Na questão do Comitê Dies,(1) seu discurso embrulhado e confuso se manifestou não com menor transparência do que na questão da Finlândia. Frente aos meus argumentos em favor da utilização deste corpo parlamentar, você respondeu dizendo que a questão não deveria ser decidida de acordo com considerações de princípios, mas através de certas circunstâncias especiais que só você conhecia, mas que se absteve de especificar. Permita-me dizer quais eram estas circunstâncias: sua dependência ideológica frente a opinião pública burguesa. Ainda que a democracia burguesa, em todas as suas seções, incluindo o Comitê Dies, defenda com plena responsabilidade o regime capitalista, vê-se obrigada, por interesse deste mesmo capitalismo, a distrair vergonhosamente, a atenção dos órgãos do regime, que estão demasiadamente expostos. Uma simples divisão de trabalho! Uma velha fraude que ainda continua operando de forma efetiva!

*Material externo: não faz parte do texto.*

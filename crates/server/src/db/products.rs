//! Product repository.

use rust_decimal::Decimal;
use sqlx::PgPool;

use clientele_core::{CustomerId, Price, Product, ProductFields, ProductId};

use super::RepositoryError;

/// Internal row type for product queries.
#[derive(Debug, sqlx::FromRow)]
struct ProductRow {
    product_id: ProductId,
    customer_id: CustomerId,
    product_name: String,
    quantity: i32,
    price: Decimal,
}

impl From<ProductRow> for Product {
    fn from(row: ProductRow) -> Self {
        Self {
            product_id: row.product_id,
            customer_id: row.customer_id,
            product_name: row.product_name,
            quantity: row.quantity,
            price: Price::from_stored(row.price),
        }
    }
}

/// Repository for product database operations.
pub struct ProductRepository<'a> {
    pool: &'a PgPool,
}

impl<'a> ProductRepository<'a> {
    /// Create a new product repository.
    #[must_use]
    pub const fn new(pool: &'a PgPool) -> Self {
        Self { pool }
    }

    /// Add a product to an existing customer.
    ///
    /// # Errors
    ///
    /// Returns `RepositoryError::NotFound` if the owning customer does not exist.
    /// Returns `RepositoryError::InvalidData` if the database refuses a value.
    /// Returns `RepositoryError::Database` for other database errors.
    pub async fn add(&self, fields: &ProductFields) -> Result<Product, RepositoryError> {
        let customer_id = fields.customer_id();
        let mut tx = self.pool.begin().await?;

        let owner_exists: bool =
            sqlx::query_scalar("SELECT EXISTS(SELECT 1 FROM customers WHERE customer_id = $1)")
                .bind(customer_id)
                .fetch_one(&mut *tx)
                .await?;
        if !owner_exists {
            return Err(RepositoryError::NotFound(format!("customer {customer_id}")));
        }

        let row = sqlx::query_as::<_, ProductRow>(
            r"
            INSERT INTO products (customer_id, product_name, quantity, price)
            VALUES ($1, $2, $3, $4)
            RETURNING product_id, customer_id, product_name, quantity, price
            ",
        )
        .bind(customer_id)
        .bind(fields.product_name())
        .bind(fields.quantity())
        .bind(fields.price().amount())
        .fetch_one(&mut *tx)
        .await
        .map_err(|e| match e {
            // Owner deleted between the check and the insert.
            sqlx::Error::Database(ref db_err) if db_err.is_foreign_key_violation() => {
                RepositoryError::NotFound(format!("customer {customer_id}"))
            }
            e => RepositoryError::from(e),
        })?;

        tx.commit().await?;
        Ok(row.into())
    }

    /// List a customer's products in insertion order.
    ///
    /// # Errors
    ///
    /// Returns `RepositoryError::Database` if the query fails.
    pub async fn list_for_customer(
        &self,
        customer_id: CustomerId,
    ) -> Result<Vec<Product>, RepositoryError> {
        let rows = sqlx::query_as::<_, ProductRow>(
            r"
            SELECT product_id, customer_id, product_name, quantity, price
            FROM products
            WHERE customer_id = $1
            ORDER BY product_id ASC
            ",
        )
        .bind(customer_id)
        .fetch_all(self.pool)
        .await?;

        Ok(rows.into_iter().map(Product::from).collect())
    }

    /// Delete a product, only if it belongs to `customer_id`.
    ///
    /// # Errors
    ///
    /// Returns `RepositoryError::NotFound` if no product matches both keys.
    /// Returns `RepositoryError::Database` for other database errors.
    pub async fn delete(
        &self,
        customer_id: CustomerId,
        product_id: ProductId,
    ) -> Result<(), RepositoryError> {
        let result =
            sqlx::query("DELETE FROM products WHERE customer_id = $1 AND product_id = $2")
                .bind(customer_id)
                .bind(product_id)
                .execute(self.pool)
                .await?;

        if result.rows_affected() == 0 {
            return Err(RepositoryError::NotFound(format!(
                "product {product_id} for customer {customer_id}"
            )));
        }

        Ok(())
    }
}
//! Integration tests for Clientele.
//!
//! # Running Tests
//!
//! ```bash
//! # Point at a disposable database; every test flushes it
//! export DATABASE_URL=postgres://localhost/clientele_test
//!
//! cargo test -p clientele-integration-tests -- --ignored
//! ```
//!
//! Tests that touch the database hold a process-wide lock for their whole
//! run, so they never observe each other's rows.

#![allow(clippy::expect_used)]

use std::net::{IpAddr, Ipv4Addr, SocketAddr};

use rust_decimal::Decimal;
use secrecy::SecretString;
use sqlx::PgPool;
use tokio::sync::{Mutex, MutexGuard};

use clientele_core::{CustomerDraft, CustomerId, ProductDraft};
use clientele_server::config::{PoolConfig, ServerConfig};
use clientele_server::db::maintenance;
use clientele_server::state::{AppState, Service};

static DB_LOCK: Mutex<()> = Mutex::const_new(());

/// A migrated, empty database with the production service wired over it.
pub struct TestContext {
    pub pool: PgPool,
    pub state: AppState,
    _guard: MutexGuard<'static, ()>,
}

impl TestContext {
    /// Connect to `DATABASE_URL`, apply migrations and flush all rows.
    ///
    /// # Panics
    ///
    /// Panics if `DATABASE_URL` is unset or the database is unreachable.
    pub async fn new() -> Self {
        let guard = DB_LOCK.lock().await;

        let url = std::env::var("DATABASE_URL")
            .expect("DATABASE_URL must be set to run integration tests");
        let pool = PgPool::connect(&url)
            .await
            .expect("Failed to connect to test database");

        sqlx::migrate!("../server/migrations")
            .run(&pool)
            .await
            .expect("Failed to run migrations");
        maintenance::flush_all(&pool)
            .await
            .expect("Failed to flush test database");

        let state = AppState::new(&test_config(url), pool.clone());

        Self {
            pool,
            state,
            _guard: guard,
        }
    }

    #[must_use]
    pub fn service(&self) -> &Service {
        self.state.service()
    }

    /// Serve the full router on an ephemeral port and return its base URL.
    ///
    /// # Panics
    ///
    /// Panics if no local port can be bound.
    pub async fn spawn_server(&self) -> String {
        let listener = tokio::net::TcpListener::bind(SocketAddr::new(
            IpAddr::V4(Ipv4Addr::LOCALHOST),
            0,
        ))
        .await
        .expect("Failed to bind test listener");
        let addr = listener.local_addr().expect("Listener has no address");

        let app = clientele_server::app(self.state.clone());
        tokio::spawn(async move {
            if let Err(e) = axum::serve(listener, app).await {
                panic!("Test server failed: {e}");
            }
        });

        format!("http://{addr}/api")
    }
}

fn test_config(url: String) -> ServerConfig {
    ServerConfig {
        database_url: SecretString::from(url),
        host: IpAddr::V4(Ipv4Addr::LOCALHOST),
        port: 0,
        pool: PoolConfig::default(),
        cache_capacity: ServerConfig::DEFAULT_CACHE_CAPACITY,
        sentry_dsn: None,
        sentry_environment: None,
        sentry_sample_rate: 1.0,
        sentry_traces_sample_rate: 0.0,
    }
}

/// The customer used throughout the scenarios.
#[must_use]
pub fn jane_doe() -> CustomerDraft {
    CustomerDraft {
        name: "Jane Doe".to_string(),
        age: Some(30),
        address: "123 Main St".to_string(),
        phone_number: Some("555-0100".to_string()),
        aadhar_id: Some("123456789012".to_string()),
        ..CustomerDraft::default()
    }
}

/// A customer with only a passport, distinct from [`jane_doe`].
#[must_use]
pub fn customer_with_passport(name: &str, passport: &str) -> CustomerDraft {
    CustomerDraft {
        name: name.to_string(),
        age: Some(41),
        address: "9 Harbour Rd".to_string(),
        passport_id: Some(passport.to_string()),
        ..CustomerDraft::default()
    }
}

/// One laptop at 1200.00.
#[must_use]
pub fn laptop(customer_id: CustomerId) -> ProductDraft {
    ProductDraft {
        customer_id: Some(customer_id),
        product_name: "Laptop".to_string(),
        quantity: Some(1),
        price: Some(Decimal::new(1200, 0)),
    }
}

Com relação aos operários, a quem você alude de forma vaga, uma parte deles, que é uma parte bastante considerável, está como você, sob influência da democracia burguesa. Porém, o operário mediano, não contagiado pelos preconceitos da aristocracia operária, receberia alvoroçado, toda palavra revolucionária firme que for arrojada na própria cara do inimigo de classe. E quanto mais reacionária seja a instituição que serve de arena ao combate, tanto mais completa será a satisfação do operário. Tal coisa foi demonstrada pela experiência histórica. O próprio Dies, assustado e retrocedendo a tempo, demonstrou o quanto era falsa a sua posição. Sempre é melhor obrigar o inimigo a se retirar do que esconder-se sem lutar.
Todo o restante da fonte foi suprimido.